Imran Khan opens third option for Pakistan’s general election

Update : 05 May 2013, 06:20 AM

 

Mohammed Saeed had been waiting all day. Early that morning the 27-year-old bakery worker had cycled from his home on the outskirts of Okara, a rural town in Pakistan’s eastern Punjab province, to the scruffy crossroads at its centre. Now, as evening came, the man he had come to see was only 100 metres away, standing on the roof of his campaign bus.

“We want to make a new Pakistan,” Imran Khan shouted. “You have to make this new Pakistan for your future.” Saeed cheered. “He’s right,” he said, “We have to make our own future.”

Okara was the third of five stops for the cricketer turned politician that day. The pace of campaigning is accelerating, as the general election in the troubled.

For more than four decades the Pakistan Peoples party (PPP) and the Pakistan Muslim League (Nawaz) have alternated in power between periods of military rule. Now Khan’s Pakistan Tehreek-e-Insaf (PTI), Pakistan Movement for Justice, offers voters a third option.
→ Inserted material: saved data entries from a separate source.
use crate::error::{Error, Result};
#[cfg(feature = "serde")]
use serde::{Deserialize, Serialize};

//===========================================================================//

/// One picture stored in (or destined for) an ICO container: its pixel
/// dimensions plus the encoded PNG bytes.
#[derive(Clone, Debug, Eq, PartialEq)]
#[cfg_attr(feature = "serde", derive(Deserialize, Serialize))]
pub struct Entry {
    width: u32,
    height: u32,
    payload: Vec<u8>,
}

impl Entry {
    /// Creates a new entry.  The dimensions are not checked here; the writer
    /// validates them against the directory's single-byte fields.
    pub fn new(width: u32, height: u32, payload: Vec<u8>) -> Entry {
        Entry { width, height, payload }
    }

    /// Returns the width of the picture, in pixels.
    pub fn width(&self) -> u32 {
        self.width
    }

    /// Returns the height of the picture, in pixels.
    pub fn height(&self) -> u32 {
        self.height
    }

    /// Returns the raw, encoded picture data.
    pub fn payload(&self) -> &[u8] {
        &self.payload
    }

    /// Consumes the entry, returning its encoded picture data.
    pub fn into_payload(self) -> Vec<u8> {
        self.payload
    }
}

//===========================================================================//

/// What the writer does with a width or height that can't be stored in a
/// single directory byte.
#[derive(Clone, Copy, Debug, Default, Eq, Hash, PartialEq)]
#[cfg_attr(feature = "serde", derive(Deserialize, Serialize))]
pub enum DimensionPolicy {
    /// Fail with `WidthOverflow`/`HeightOverflow` for anything outside
    /// `1..=255`.
    #[default]
    Reject,
    /// Keep only the low byte, so 256 is stored as 0 and 300 as 44.  This
    /// matches files written by older tools.
    Wrap,
}

impl DimensionPolicy {
    /// Converts a dimension to its directory byte, or `None` if this policy
    /// rejects it.
    pub(crate) fn to_byte(self, value: u32) -> Option<u8> {
        match self {
            DimensionPolicy::Reject => match u8::try_from(value) {
                Ok(0) | Err(_) => None,
                Ok(byte) => Some(byte),
            },
            DimensionPolicy::Wrap => Some(value as u8),
        }
    }

    /// Converts the size of entry `index` to its directory bytes, failing
    /// with `WidthOverflow` or `HeightOverflow` if this policy rejects it.
    pub fn size_bytes(
        self,
        index: usize,
        width: u32,
        height: u32,
    ) -> Result<(u8, u8)> {
        let width_byte = match self.to_byte(width) {
            Some(byte) => byte,
            None => return Err(Error::WidthOverflow { index, width }),
        };
        let height_byte = match self.to_byte(height) {
            Some(byte) => byte,
            None => return Err(Error::HeightOverflow { index, height }),
        };
        Ok((width_byte, height_byte))
    }
}

//===========================================================================//


//===========================================================================//
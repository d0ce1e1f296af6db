//! A library for packing PNG images of several sizes into a single ICO
//! container, and for unpacking such containers again.
//!
//! # Overview
//!
//! An ICO container starts with a six-byte header, followed by one
//! sixteen-byte directory record per image, followed by the images' encoded
//! bytes.  Each directory record gives the width and height of its image (one
//! byte each), the length of the encoded bytes, and their absolute offset
//! within the file.
//!
//! [`write_icon`] lays out a container from a list of [`Entry`] values,
//! packing the payloads back to back in the order given.  [`IconReader`]
//! parses and validates the header and directory of an existing container
//! and extracts individual payloads on demand.  [`Picture`] handles the pixel
//! side: loading source images, resampling them to each target size, and
//! encoding/decoding the PNG payloads.
//!
//! # Example
//!
//! ```no_run
//! use icopack::{write_icon_file, Entry, Picture, WriteOptions};
//! let source = Picture::open("logo.png").unwrap();
//! let mut entries = Vec::new();
//! for &size in &[16, 32, 48] {
//!     let picture = source.resample(size, size).unwrap();
//!     entries.push(Entry::new(size, size, picture.encode_png().unwrap()));
//! }
//! write_icon_file("logo.ico", &entries, WriteOptions::default()).unwrap();
//! ```

#![warn(missing_docs)]

#[macro_use]
mod macros;

mod entry;
mod error;
pub mod icondir;
mod picture;
mod reader;
mod writer;

pub use crate::entry::{DimensionPolicy, Entry};
pub use crate::error::{Error, ErrorKind, Result};
pub use crate::picture::Picture;
pub use crate::reader::{read_icon_file, IconReader};
pub use crate::writer::{
    write_icon, write_icon_file, write_icon_with, WriteOptions,
};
Nearly 35% of the 85 million people registered to take part in the elections are under 30 and nearly 60% under 40.

A stagnant economy, massive power shortages and extremist violence are largely blamed on the PPP, in power at the national level for the past five years.

PTI now has more funds than when Khan paid for his own campaigns in the late 1990s. A helicopter flew the candidate to the day’s first rally.